Like the earlier series, this series starts with new tests ensuring
compatibility of the sparse index with non-sparse index full and sparse
checkouts [1/6]. Next, sparse index is trivially enabled [2/6].
Functionally, sparse index-enabled sparse-checkouts remain compatible with
non-sparse index sparse-checkouts, but there are still some cases where the
index (or a temporary index) is expanded unnecessarily. These cases are
fixed in three parts:

 * First, 'git stash -u' is made sparse index-compatible by ensuring the
   "temporary" index holding the stashed, untracked files is created as a
   sparse index whenever possible (per repo settings &
   'is_sparse_index_allowed()'). Patch [3/6] exposes
   'is_sparse_index_allowed()' to files outside of 'sparse-index.c', then
   patch [4/6] uses that function to mark the temporary index sparse when
   appropriate.
 * Next, 'git stash (apply|pop)' are made sparse index-compatible by
   changing their internal merge function from 'merge_recursive_generic()'
   (which constructs "fake" commits from the working tree, stash, and stash
   base) to 'merge_ort_nonrecursive()' (which operates on the trees
   directly) in patch [5/6]. The use of the non-recursive 'merge-ort' helps
   us to avoid sparse index expansion associated with 'merge-recursive', as
   well as avoid the unused/unnecessary complexity of a recursive merge.
 * Finally, while patch 5 skips index expansion for most cases of 'git stash
   (apply|pop)', applying a stash that includes untracked files still
   expands the index. This is a result of an internal 'read-tree' execution
   (specifically in its 'unpack_trees' call) creating a result index that is
   never sparse in-core, thus forcing the index to be unnecessarily
   collapsed and re-expanded in 'do_write_locked_index()'. In patch [6/6],
   'unpack_trees' is updated to set the default sparsity of the resultant
   index to "sparse" if allowed by repo settings and
   'is_sparse_index_allowed()' (similar to the change in patch 4).
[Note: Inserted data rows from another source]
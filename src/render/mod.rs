//! Materializer.
//!
//! Turns a VNode tree into live document nodes in one synchronous,
//! depth-first walk, dispatching on the VNode type:
//!
//! ```text
//! Element(tag)  → create element → apply props → materialize + append children
//! Component(f)  → f(props) → materialize the result (None: nothing)
//! Fragment      → materialize + append children into a fragment
//! Text / Number → text node
//! ```
//!
//! Every pass builds a whole new tree; nothing is diffed or reused.

mod materialize;
mod props;

pub use materialize::{append_rendered, render_child, render_to_dom};
pub use props::apply_props;
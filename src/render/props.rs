//! Property Reconciliation - Apply VNode props to a fresh element.
//!
//! Runs once per element, before any child is materialized:
//!
//! | prop | effect |
//! |---|---|
//! | `ref` (callback) | called with the element, children not yet attached |
//! | `className` | class string |
//! | `style` | text: raw style attribute; map: each entry onto the live style |
//! | `on<Event>` (handler) | listener for the lower-cased event name |
//! | `value`, `checked`, `selected` | live properties, not attributes |
//! | `true` | attribute present with empty value |
//! | `false`, null | attribute omitted |
//! | anything else | string attribute |

use crate::dom::{self, event_name_from_prop, DomProperty, NodeId};
use crate::error::DomError;
use crate::vnode::{PropValue, Props, StyleValue};

/// Apply every prop (children excluded) to `el`, in authoring order.
pub fn apply_props(el: NodeId, props: &Props) -> Result<(), DomError> {
    for (key, value) in props.iter() {
        apply_prop(el, key, value)?;
    }
    Ok(())
}

fn apply_prop(el: NodeId, key: &str, value: &PropValue) -> Result<(), DomError> {
    match (key, value) {
        // No keyed reconciliation: the key only exists for authoring parity.
        ("children" | "key", _) => {}

        ("ref", PropValue::Ref(callback)) => callback(el),

        ("className", value) => {
            if let Some(class) = value.to_attr_string() {
                dom::set_class_name(el, &class)?;
            }
        }

        ("style", PropValue::Style(StyleValue::Map(entries))) => {
            for (name, val) in entries {
                dom::style_set_property(el, name, val)?;
            }
        }
        ("style", PropValue::Style(StyleValue::Text(text)) | PropValue::Str(text)) => {
            dom::set_attribute(el, "style", text)?;
        }

        (key, PropValue::Handler(handler)) if event_name_from_prop(key).is_some() => {
            if let Some(event) = event_name_from_prop(key) {
                dom::add_event_listener(el, &event, handler.clone())?;
            }
        }

        ("value", value) => {
            if let Some(text) = value.to_attr_string() {
                dom::set_property(el, "value", DomProperty::Str(text))?;
            }
        }
        ("checked" | "selected", value) => {
            if !value.is_null() {
                dom::set_property(el, key, DomProperty::Bool(is_truthy(value)))?;
            }
        }

        (key, PropValue::Bool(true)) => dom::set_attribute(el, key, "")?,
        (_, PropValue::Bool(false) | PropValue::Null) => {}

        // A callback under a key that takes none has no string form.
        (key, PropValue::Handler(_) | PropValue::Ref(_)) => {
            tracing::trace!(key, "ignoring inert callback prop");
        }

        (key, value) => {
            if let Some(text) = value.to_attr_string() {
                dom::set_attribute(el, key, &text)?;
            }
        }
    }
    Ok(())
}

fn is_truthy(value: &PropValue) -> bool {
    match value {
        PropValue::Null => false,
        PropValue::Bool(b) => *b,
        PropValue::Number(n) => *n != 0.0 && !n.is_nan(),
        PropValue::Str(s) => !s.is_empty(),
        PropValue::Style(_) | PropValue::Handler(_) | PropValue::Ref(_) => true,
    }
}
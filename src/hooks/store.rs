//! Hook Store - Positional slot storage and the hook cursor.
//!
//! Every slot holds a `spark_signals::Signal<T>`, type-erased behind
//! `Rc<dyn Any>`. Slots are never destroyed during normal operation, only
//! overwritten; [`reset_hooks`] drops them all (for testing).
//!
//! # Addressing
//!
//! ```text
//! Global:       slots[cursor]                      cursor counts across the whole pass
//! PerComponent: scopes[(tree path, fn type)][cursor] cursor counts within one invocation
//! ```

use std::any::{Any, TypeId};
use std::cell::RefCell;
use std::collections::HashMap;
use std::rc::Rc;

use spark_signals::{signal, Signal};

use crate::config::{hook_scoping, HookScoping};

type SlotCell = Rc<dyn Any>;

/// Identity of a component invocation in per-component mode.
#[derive(Debug, Clone, PartialEq, Eq, Hash)]
struct ScopeKey {
    path: Vec<usize>,
    component: TypeId,
}

/// A component invocation currently on the call stack.
struct ActiveScope {
    key: ScopeKey,
    slots: Vec<SlotCell>,
    cursor: usize,
}

#[derive(Default)]
struct HookStore {
    /// Flat sequence for global addressing (and for hooks called outside
    /// any component in per-component mode).
    slots: Vec<SlotCell>,
    cursor: usize,
    /// Parked slot lists of component invocations, per-component mode.
    scopes: HashMap<ScopeKey, Vec<SlotCell>>,
    /// Invocations being rendered, innermost last.
    active: Vec<ActiveScope>,
}

impl HookStore {
    fn claim_slot<T: Clone + PartialEq + 'static>(&mut self, initial: T) -> Signal<T> {
        let (slots, cursor) = match self.active.last_mut() {
            Some(scope) => (&mut scope.slots, &mut scope.cursor),
            None => (&mut self.slots, &mut self.cursor),
        };
        let index = *cursor;
        *cursor += 1;

        if let Some(cell) = slots.get(index) {
            if let Some(existing) = cell.downcast_ref::<Signal<T>>() {
                return existing.clone();
            }
            // Hook order changed between passes and this position now holds a
            // different type. Everything after this point is desynchronized.
            tracing::warn!(
                slot = index,
                expected = std::any::type_name::<T>(),
                "hook slot type changed between render passes; resetting slot"
            );
            let fresh = signal(initial);
            slots[index] = Rc::new(fresh.clone());
            return fresh;
        }

        tracing::trace!(slot = index, ty = std::any::type_name::<T>(), "new hook slot");
        let fresh = signal(initial);
        slots.push(Rc::new(fresh.clone()));
        fresh
    }

    /// Park every active scope back into the map, innermost first.
    fn park_scopes_above(&mut self, depth: usize) {
        while self.active.len() > depth {
            if let Some(scope) = self.active.pop() {
                self.scopes.insert(scope.key, scope.slots);
            }
        }
    }
}

thread_local! {
    static STORE: RefCell<HookStore> = RefCell::new(HookStore::default());
}

// =============================================================================
// Cursor
// =============================================================================

/// Reset the hook cursor to the first slot.
///
/// Must run exactly once at the start of every render pass, before the root
/// factory call.
pub fn reset_state_index() {
    STORE.with(|store| {
        let mut store = store.borrow_mut();
        store.cursor = 0;
        store.park_scopes_above(0);
    });
}

/// Current global cursor position (number of global slots visited this pass).
pub fn state_index() -> usize {
    STORE.with(|store| store.borrow().cursor)
}

/// Number of slots in the global sequence.
pub fn slot_count() -> usize {
    STORE.with(|store| store.borrow().slots.len())
}

/// Number of component invocations holding slots in per-component mode.
pub fn scoped_instance_count() -> usize {
    STORE.with(|store| {
        let store = store.borrow();
        store.scopes.len() + store.active.len()
    })
}

/// Claim the slot at the cursor, creating it with `initial` on first visit.
pub(crate) fn claim_slot<T: Clone + PartialEq + 'static>(initial: T) -> Signal<T> {
    STORE.with(|store| store.borrow_mut().claim_slot(initial))
}

/// Drop every slot and reset the cursor (for testing).
pub fn reset_hooks() {
    STORE.with(|store| *store.borrow_mut() = HookStore::default());
}

// =============================================================================
// Component Scopes
// =============================================================================

/// Guard for one component invocation. Dropping it parks the invocation's
/// slots until the next pass reaches the same tree position.
pub struct ComponentScope {
    depth: Option<usize>,
}

impl Drop for ComponentScope {
    fn drop(&mut self) {
        if let Some(depth) = self.depth {
            STORE.with(|store| store.borrow_mut().park_scopes_above(depth));
        }
    }
}

/// Enter a component invocation at `path` (child positions from the root).
///
/// In global mode this does nothing: every hook shares the flat sequence.
pub fn enter_component(path: &[usize], component: TypeId) -> ComponentScope {
    if hook_scoping() != HookScoping::PerComponent {
        return ComponentScope { depth: None };
    }

    STORE.with(|store| {
        let mut store = store.borrow_mut();
        let key = ScopeKey {
            path: path.to_vec(),
            component,
        };
        let slots = store.scopes.remove(&key).unwrap_or_default();
        let depth = store.active.len();
        store.active.push(ActiveScope {
            key,
            slots,
            cursor: 0,
        });
        ComponentScope { depth: Some(depth) }
    })
}
#[cfg(test)]
mod tests {
    use super::*;
    use crate::files::records::InMemoryFileRecords;
    use crate::files::storage::{StorageStrategy, StoredFile};
    use async_trait::async_trait;
    use axum::body::Bytes;
    use std::sync::atomic::{AtomicUsize, Ordering};

    fn item(file_id: &str, filepath: &str) -> DeleteFileItem {
        DeleteFileItem {
            file_id: file_id.to_string(),
            filepath: filepath.to_string(),
            endpoint: "local".to_string(),
        }
    }

    #[test]
    fn test_filter_requires_both_fields() {
        let valid_uuid = Uuid::new_v4().to_string();

        assert!(should_delete(&item(&valid_uuid, "/files/a")));
        assert!(should_delete(&item("file-abc", "/files/a")));
        assert!(!should_delete(&item("", "/files/a")));
        assert!(!should_delete(&item(&valid_uuid, "")));
        assert!(!should_delete(&item("not-a-uuid", "/files/a")));
    }

    #[test]
    fn test_filter_is_idempotent() {
        let items = vec![
            item(&Uuid::new_v4().to_string(), "/files/a"),
            item("junk", "/files/b"),
            item("file-xyz", ""),
        ];

        let once: Vec<DeleteFileItem> = items.into_iter().filter(should_delete).collect();
        let twice: Vec<DeleteFileItem> = once.clone().into_iter().filter(should_delete).collect();
        assert_eq!(once.len(), twice.len());
    }

    /// Counts calls instead of storing anything.
    #[derive(Default)]
    struct CountingStrategy {
        stores: AtomicUsize,
        deletes: AtomicUsize,
    }

    #[async_trait]
    impl StorageStrategy for CountingStrategy {
        async fn store(&self, _user: UserId, file_id: &str, staged: StagedFile) -> anyhow::Result<StoredFile> {
            self.stores.fetch_add(1, Ordering::SeqCst);
            let bytes = staged.size();
            staged.claim();
            Ok(StoredFile {
                filepath: format!("/stored/{file_id}"),
                bytes,
            })
        }

        async fn delete(&self, _record: &FileRecord) -> anyhow::Result<()> {
            self.deletes.fetch_add(1, Ordering::SeqCst);
            Ok(())
        }

        async fn fetch(&self, _file_id: &str) -> anyhow::Result<FetchedContent> {
            anyhow::bail!("not used")
        }
    }

    /// Always fails to store.
    struct FailingStrategy;

    #[async_trait]
    impl StorageStrategy for FailingStrategy {
        async fn store(&self, _user: UserId, _file_id: &str, _staged: StagedFile) -> anyhow::Result<StoredFile> {
            anyhow::bail!("backing store unavailable")
        }

        async fn delete(&self, _record: &FileRecord) -> anyhow::Result<()> {
            anyhow::bail!("backing store unavailable")
        }

        async fn fetch(&self, _file_id: &str) -> anyhow::Result<FetchedContent> {
            anyhow::bail!("backing store unavailable")
        }
    }

    fn service_with(strategy: Arc<dyn StorageStrategy>) -> FileService {
        FileService::new(
            Arc::new(InMemoryFileRecords::new()),
            StorageRegistry::new().register("local", strategy),
        )
    }

    async fn staged_file(dir: &std::path::Path) -> StagedFile {
        StagedFile::create(dir, "doc.txt", "text/plain", Bytes::from_static(b"hello"))
            .await
            .unwrap()
    }

    #[tokio::test]
    async fn test_delete_empty_after_filter_skips_collaborators() {
        let strategy = Arc::new(CountingStrategy::default());
        let service = service_with(strategy.clone());

        let outcome = service
            .delete(Uuid::new_v4(), vec![item("junk", "/a"), item("", "/b")])
            .await
            .unwrap();

        assert_eq!(outcome, DeleteOutcome::NothingToDelete);
        assert_eq!(strategy.deletes.load(Ordering::SeqCst), 0);
    }

    #[tokio::test]
    async fn test_delete_dispatches_per_entry() {
        let strategy = Arc::new(CountingStrategy::default());
        let records = Arc::new(InMemoryFileRecords::new());
        let service = FileService::new(records.clone(), StorageRegistry::new().register("local", strategy.clone()));
        let user = Uuid::new_v4();

        let a = Uuid::new_v4().to_string();
        let b = Uuid::new_v4().to_string();
        for file_id in [&a, &b] {
            records
                .create(FileRecord {
                    file_id: file_id.clone(),
                    filepath: format!("/stored/{file_id}"),
                    user,
                    endpoint: "local".to_string(),
                    filename: "doc.txt".to_string(),
                    bytes: 5,
                    content_type: "text/plain".to_string(),
                    created_at: Utc::now(),
                })
                .await
                .unwrap();
        }

        let outcome = service
            .delete(user, vec![item(&a, "/stored/a"), item(&b, "/stored/b"), item("junk", "/x")])
            .await
            .unwrap();

        assert_eq!(outcome, DeleteOutcome::Deleted { count: 2 });
        assert_eq!(strategy.deletes.load(Ordering::SeqCst), 2);
        assert!(records.list_for_user(user).await.unwrap().is_empty());
    }

    #[tokio::test]
    async fn test_delete_unknown_endpoint_is_a_request_error() {
        let records = Arc::new(InMemoryFileRecords::new());
        let service = FileService::new(
            records.clone(),
            StorageRegistry::new().register("local", Arc::new(CountingStrategy::default())),
        );
        let user = Uuid::new_v4();

        let file_id = Uuid::new_v4().to_string();
        records
            .create(FileRecord {
                file_id: file_id.clone(),
                filepath: "/stored/a".to_string(),
                user,
                endpoint: "unknown".to_string(),
                filename: "doc.txt".to_string(),
                bytes: 5,
                content_type: "text/plain".to_string(),
                created_at: Utc::now(),
            })
            .await
            .unwrap();

        let err = service.delete(user, vec![item(&file_id, "/stored/a")]).await.unwrap_err();
        assert_eq!(err.status_code(), axum::http::StatusCode::BAD_REQUEST);
    }

    #[tokio::test]
    async fn test_delete_skips_entries_the_caller_does_not_own() {
        let strategy = Arc::new(CountingStrategy::default());
        let records = Arc::new(InMemoryFileRecords::new());
        let service = FileService::new(records.clone(), StorageRegistry::new().register("local", strategy.clone()));
        let owner = Uuid::new_v4();
        let caller = Uuid::new_v4();

        let file_id = Uuid::new_v4().to_string();
        records
            .create(FileRecord {
                file_id: file_id.clone(),
                filepath: "/stored/a".to_string(),
                user: owner,
                endpoint: "local".to_string(),
                filename: "doc.txt".to_string(),
                bytes: 5,
                content_type: "text/plain".to_string(),
                created_at: Utc::now(),
            })
            .await
            .unwrap();

        let outcome = service.delete(caller, vec![item(&file_id, "/stored/a")]).await.unwrap();

        // No content was touched and the owner's record survives
        assert_eq!(outcome, DeleteOutcome::Deleted { count: 0 });
        assert_eq!(strategy.deletes.load(Ordering::SeqCst), 0);
        assert!(records.get(owner, &file_id).await.unwrap().is_some());
    }

    #[tokio::test]
    async fn test_upload_substitutes_server_id() {
        let service = service_with(Arc::new(CountingStrategy::default()));
        let staging = tempfile::tempdir().unwrap();

        let client_id = Uuid::new_v4().to_string();
        let server_id = Uuid::new_v4();

        let record = service
            .upload(
                Uuid::new_v4(),
                UploadRequest {
                    endpoint: "local".to_string(),
                    client_file_id: client_id.clone(),
                    server_file_id: server_id,
                    staged: staged_file(staging.path()).await,
                },
            )
            .await
            .unwrap();

        assert_eq!(record.file_id, server_id.to_string());
        assert_ne!(record.file_id, client_id);
        assert_eq!(record.bytes, 5);
        assert_eq!(record.filename, "doc.txt");
    }

    #[tokio::test]
    async fn test_upload_rejects_non_uuid_client_id() {
        let service = service_with(Arc::new(CountingStrategy::default()));
        let staging = tempfile::tempdir().unwrap();
        let staged = staged_file(staging.path()).await;
        let staged_path = staged.path().to_path_buf();

        let err = service
            .upload(
                Uuid::new_v4(),
                UploadRequest {
                    endpoint: "local".to_string(),
                    // foreign-style ids are not acceptable as client upload ids
                    client_file_id: "file-abc".to_string(),
                    server_file_id: Uuid::new_v4(),
                    staged,
                },
            )
            .await
            .unwrap_err();

        assert!(matches!(err, Error::BadRequest { .. }));
        // The staged copy was cleaned up when the request was dropped
        assert!(!staged_path.exists());
    }

    #[tokio::test]
    async fn test_upload_storage_failure_cleans_staged_copy() {
        let service = service_with(Arc::new(FailingStrategy));
        let staging = tempfile::tempdir().unwrap();
        let staged = staged_file(staging.path()).await;
        let staged_path = staged.path().to_path_buf();

        let err = service
            .upload(
                Uuid::new_v4(),
                UploadRequest {
                    endpoint: "local".to_string(),
                    client_file_id: Uuid::new_v4().to_string(),
                    server_file_id: Uuid::new_v4(),
                    staged,
                },
            )
            .await
            .unwrap_err();

        assert!(matches!(err, Error::Storage { .. }));
        assert!(!staged_path.exists());
    }

    #[tokio::test]
    async fn test_upload_record_is_listed_afterwards() {
        let records = Arc::new(InMemoryFileRecords::new());
        let service = FileService::new(
            records.clone(),
            StorageRegistry::new().register("local", Arc::new(CountingStrategy::default())),
        );
        let staging = tempfile::tempdir().unwrap();
        let user = Uuid::new_v4();

        service
            .upload(
                user,
                UploadRequest {
                    endpoint: "local".to_string(),
                    client_file_id: Uuid::new_v4().to_string(),
                    server_file_id: Uuid::new_v4(),
                    staged: staged_file(staging.path()).await,
                },
            )
            .await
            .unwrap();

        let listed = service.list(user).await.unwrap();
        assert_eq!(listed.len(), 1);
        assert_eq!(listed[0].endpoint, "local");
    }
}
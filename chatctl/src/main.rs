use clap::Parser;
use chatctl::{Application, Config, telemetry};

/// Wait for shutdown signal (SIGTERM or Ctrl+C)
async fn shutdown_signal() {
    use tokio::signal;

    let ctrl_c = async {
        signal::ctrl_c().await.expect("Failed to install Ctrl+C handler");
    };

    #[cfg(unix)]
    let terminate = async {
        signal::unix::signal(signal::unix::SignalKind::terminate())
            .expect("Failed to install SIGTERM handler")
            .recv()
            .await;
    };

    #[cfg(not(unix))]
    let terminate = std::future::pending::<()>();

    tokio::select! {
        _ = ctrl_c => {
            tracing::info!("Received Ctrl+C, shutting down gracefully...");
        },
        _ = terminate => {
            tracing::info!("Received SIGTERM, shutting down gracefully...");
        },
    }
}

#[tokio::main]
async fn main() -> anyhow::Result<()> {
    // Parse CLI args
    let args = chatctl::config::Args::parse();

    // Load configuration
    let config = Config::load(&args)?;

    // If --validate flag is set, exit successfully after config validation
    if args.validate {
        println!("Configuration is valid.");
        return Ok(());
    }

    telemetry::init_telemetry()?;

    tracing::debug!("{:?}", args);

    // Run the application with graceful shutdown on SIGTERM/Ctrl+C
    let shutdown = shutdown_signal();
    Application::new(config)?.serve(shutdown).await
}
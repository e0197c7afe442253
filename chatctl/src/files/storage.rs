//! Storage strategies.
//!
//! Each upload endpoint maps to a [`StorageStrategy`] that decides where
//! file content lives. Strategies are registered under the endpoint string
//! sent by the client and resolved per request; the object-storage driver
//! itself stays behind this trait.

use async_trait::async_trait;
use axum::body::Body;
use std::{collections::HashMap, path::PathBuf, sync::Arc};

use crate::{
    files::staged::StagedFile,
    types::{FileRecord, UserId},
};

/// Result of persisting a staged upload.
#[derive(Debug, Clone, PartialEq)]
pub struct StoredFile {
    /// Strategy-specific locator: a local path or a provider reference
    pub filepath: String,
    pub bytes: u64,
}

/// Content fetched back from a strategy.
pub struct FetchedContent {
    /// Filename as known to the strategy, when it has one
    pub filename: Option<String>,
    pub body: Body,
}

#[async_trait]
pub trait StorageStrategy: Send + Sync {
    /// Persist a staged upload under `file_id` for `user`.
    ///
    /// The strategy owns the staged file: it claims it when the staged copy
    /// becomes (or remains) durable, and drops it otherwise, in which case
    /// the staged copy is removed.
    async fn store(&self, user: UserId, file_id: &str, staged: StagedFile) -> anyhow::Result<StoredFile>;

    /// Remove the content referenced by `record.filepath`.
    async fn delete(&self, record: &FileRecord) -> anyhow::Result<()>;

    /// Fetch content by file id.
    async fn fetch(&self, file_id: &str) -> anyhow::Result<FetchedContent>;
}

/// Strategies keyed by the endpoint string sent with the request.
#[derive(Clone, Default)]
pub struct StorageRegistry {
    strategies: HashMap<String, Arc<dyn StorageStrategy>>,
}

impl StorageRegistry {
    pub fn new() -> Self {
        Self::default()
    }

    pub fn register(mut self, endpoint: impl Into<String>, strategy: Arc<dyn StorageStrategy>) -> Self {
        self.strategies.insert(endpoint.into(), strategy);
        self
    }

    pub fn get(&self, endpoint: &str) -> Option<Arc<dyn StorageStrategy>> {
        self.strategies.get(endpoint).cloned()
    }
}

/// Filesystem-backed strategy. Files live flat under the storage root, named
/// by their canonical id.
pub struct LocalStorage {
    root: PathBuf,
}

impl LocalStorage {
    pub fn new(root: PathBuf) -> Self {
        Self { root }
    }

    fn path_for(&self, file_id: &str) -> PathBuf {
        self.root.join(file_id)
    }
}

#[async_trait]
impl StorageStrategy for LocalStorage {
    async fn store(&self, _user: UserId, file_id: &str, staged: StagedFile) -> anyhow::Result<StoredFile> {
        tokio::fs::create_dir_all(&self.root).await?;

        let bytes = staged.size();
        let dest = self.path_for(file_id);
        let source = staged.claim();

        // Rename when staging and storage share a filesystem, copy otherwise
        if let Err(rename_err) = tokio::fs::rename(&source, &dest).await {
            tokio::fs::copy(&source, &dest)
                .await
                .map_err(|copy_err| anyhow::anyhow!("rename failed ({rename_err}), copy failed: {copy_err}"))?;
            if let Err(e) = tokio::fs::remove_file(&source).await {
                tracing::warn!("Failed to remove staged file {} after copy: {}", source.display(), e);
            }
        }

        Ok(StoredFile {
            filepath: dest.to_string_lossy().into_owned(),
            bytes,
        })
    }

    async fn delete(&self, record: &FileRecord) -> anyhow::Result<()> {
        // Content lives flat under the root, named by the canonical id. The
        // path is derived from the id alone; the request-supplied filepath is
        // never trusted here. The id must stay a single path component so it
        // cannot address anything outside the root.
        let file_id = record.file_id.as_str();
        if file_id.is_empty() || file_id.contains(['/', '\\']) || file_id == "." || file_id == ".." {
            anyhow::bail!("refusing to delete invalid file id '{file_id}'");
        }
        tokio::fs::remove_file(self.path_for(file_id)).await?;
        Ok(())
    }

    async fn fetch(&self, file_id: &str) -> anyhow::Result<FetchedContent> {
        let content = tokio::fs::read(self.path_for(file_id)).await?;
        Ok(FetchedContent {
            filename: None,
            body: Body::from(content),
        })
    }
}

#[cfg(test)]
mod tests {
    use super::*;
    use axum::body::Bytes;
    use chrono::Utc;
    use uuid::Uuid;

    async fn staged(dir: &std::path::Path, data: &'static [u8]) -> StagedFile {
        StagedFile::create(dir, "doc.txt", "text/plain", Bytes::from_static(data))
            .await
            .unwrap()
    }

    #[tokio::test]
    async fn test_store_moves_staged_file() {
        let staging = tempfile::tempdir().unwrap();
        let storage = tempfile::tempdir().unwrap();
        let strategy = LocalStorage::new(storage.path().to_path_buf());

        let file = staged(staging.path(), b"content").await;
        let staged_path = file.path().to_path_buf();

        let stored = strategy.store(Uuid::new_v4(), "abc-123", file).await.unwrap();

        assert_eq!(stored.bytes, 7);
        assert!(!staged_path.exists());
        assert_eq!(tokio::fs::read(&stored.filepath).await.unwrap(), b"content");
    }

    fn record_with(file_id: &str, filepath: &str) -> FileRecord {
        FileRecord {
            file_id: file_id.to_string(),
            filepath: filepath.to_string(),
            user: Uuid::new_v4(),
            endpoint: "local".to_string(),
            filename: "doc.txt".to_string(),
            bytes: 0,
            content_type: "text/plain".to_string(),
            created_at: Utc::now(),
        }
    }

    #[tokio::test]
    async fn test_delete_rejects_traversal_ids() {
        let base = tempfile::tempdir().unwrap();
        let root = base.path().join("root");
        tokio::fs::create_dir_all(&root).await.unwrap();
        let victim = base.path().join("victim.txt");
        tokio::fs::write(&victim, b"keep me").await.unwrap();

        let strategy = LocalStorage::new(root);

        let record = record_with("../victim.txt", victim.to_str().unwrap());
        assert!(strategy.delete(&record).await.is_err());
        assert!(victim.exists());

        assert!(strategy.delete(&record_with("..", "/x")).await.is_err());
        assert!(strategy.delete(&record_with("", "/x")).await.is_err());
    }

    #[tokio::test]
    async fn test_delete_ignores_request_supplied_filepath() {
        let base = tempfile::tempdir().unwrap();
        let root = base.path().join("root");
        let victim = base.path().join("victim.txt");
        tokio::fs::write(&victim, b"keep me").await.unwrap();

        let staging = tempfile::tempdir().unwrap();
        let strategy = LocalStorage::new(root.clone());
        let file = staged(staging.path(), b"content").await;
        strategy.store(Uuid::new_v4(), "abc-123", file).await.unwrap();

        // filepath points outside the root, as an attacker would send it
        let crafted = format!("{}/../victim.txt", root.display());
        strategy.delete(&record_with("abc-123", &crafted)).await.unwrap();

        // Only the id-derived path was removed
        assert!(!root.join("abc-123").exists());
        assert!(victim.exists());
    }

    #[tokio::test]
    async fn test_store_then_fetch_roundtrip() {
        let staging = tempfile::tempdir().unwrap();
        let storage = tempfile::tempdir().unwrap();
        let strategy = LocalStorage::new(storage.path().to_path_buf());

        let file = staged(staging.path(), b"payload").await;
        strategy.store(Uuid::new_v4(), "f1", file).await.unwrap();

        let fetched = strategy.fetch("f1").await.unwrap();
        assert!(fetched.filename.is_none());
        let bytes = axum::body::to_bytes(fetched.body, usize::MAX).await.unwrap();
        assert_eq!(&bytes[..], b"payload");
    }

    #[tokio::test]
    async fn test_registry_lookup() {
        let storage = tempfile::tempdir().unwrap();
        let registry = StorageRegistry::new().register("local", Arc::new(LocalStorage::new(storage.path().to_path_buf())));

        assert!(registry.get("local").is_some());
        assert!(registry.get("openAI").is_none());
    }
}
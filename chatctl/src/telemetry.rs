//! Tracing initialization.
//!
//! Sets up tracing-subscriber with console output and an `EnvFilter` read
//! from `RUST_LOG` (default `info`).

use tracing_subscriber::EnvFilter;
use tracing_subscriber::layer::SubscriberExt;
use tracing_subscriber::util::SubscriberInitExt;

pub fn init_telemetry() -> anyhow::Result<()> {
    let env_filter = EnvFilter::try_from_default_env().unwrap_or_else(|_| EnvFilter::new("info"));

    tracing_subscriber::registry()
        .with(env_filter)
        .with(tracing_subscriber::fmt::layer())
        .try_init()?;

    Ok(())
}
Performance results (from the 'p2000' tests):

(git stash &&
 git stash pop)              master            this series
---------------------------------------------------------------------
full-v3                      4.07(2.42+1.34)   3.98(2.42+1.32) -2.2%
full-v4                      4.05(2.46+1.31)   4.00(2.49+1.29) -1.2%
sparse-v3                    7.48(4.81+2.57)   1.53(0.26+1.61) -79.5%
sparse-v4                    7.35(4.74+2.54)   1.59(0.27+1.63) -78.4%

(echo >>new &&
 git stash -u &&
 git stash pop)              master            this series
---------------------------------------------------------------------
full-v3                      4.21(2.62+1.45)   4.11(2.55+1.44) -2.4%
full-v4                      4.11(2.51+1.41)   4.02(2.49+1.41) -2.2%
sparse-v3                    7.35(4.64+2.66)   1.70(0.32+1.64) -76.9%
sparse-v4                    7.74(4.87+2.83)   1.70(0.32+1.66) -78.0%



Changes since V2
================

 * Replaced use of 'merge_recursive_generic' with 'merge_ort_nonrecursive'
   in 'do_apply_stash()'
 * Rebased on top of 'master'


Changes since V1
================

 * Added quotes to the "$WITHOUT_UNTRACKED_TXT" when testing for it in
   'ensure_not_expanded' (in 't/t1092-sparse-checkout-compatibility.sh')
 * Moved the 'stash' test in 't1092' elsewhere in the file, so that it
   doesn't conflict (even trivially) with the also-in-flight 'git show'
   integration
 * Moved the 'ensure_not_expended' tests for 'checkout-index' back to
   original location

[1]
https://lore.kernel.org/git/pull.1048.v6.git.1638201164.gitgitgadget@gmail.com/
[2]
https://lore.kernel.org/git/pull.1109.v2.git.1641924306.gitgitgadget@gmail.com/
[3]
https://lore.kernel.org/git/pull.1157.v3.git.1646166271.gitgitgadget@gmail.com/

Thanks!

-Victoria

Victoria Dye (6):
  stash: expand sparse-checkout compatibility testing
  stash: integrate with sparse index
  sparse-index: expose 'is_sparse_index_allowed()'
  read-cache: set sparsity when index is new
  stash: apply stash using 'merge_ort_nonrecursive()'
  unpack-trees: preserve index sparsity

 builtin/stash.c                          | 33 ++++++++--
 read-cache.c                             | 18 +++++-
 sparse-index.c                           |  2 +-
 sparse-index.h                           |  1 +
 t/perf/p2000-sparse-operations.sh        |  2 +
 t/t1092-sparse-checkout-compatibility.sh | 78 +++++++++++++++++++++++-
 unpack-trees.c                           |  6 ++
 7 files changed, 131 insertions(+), 9 deletions(-)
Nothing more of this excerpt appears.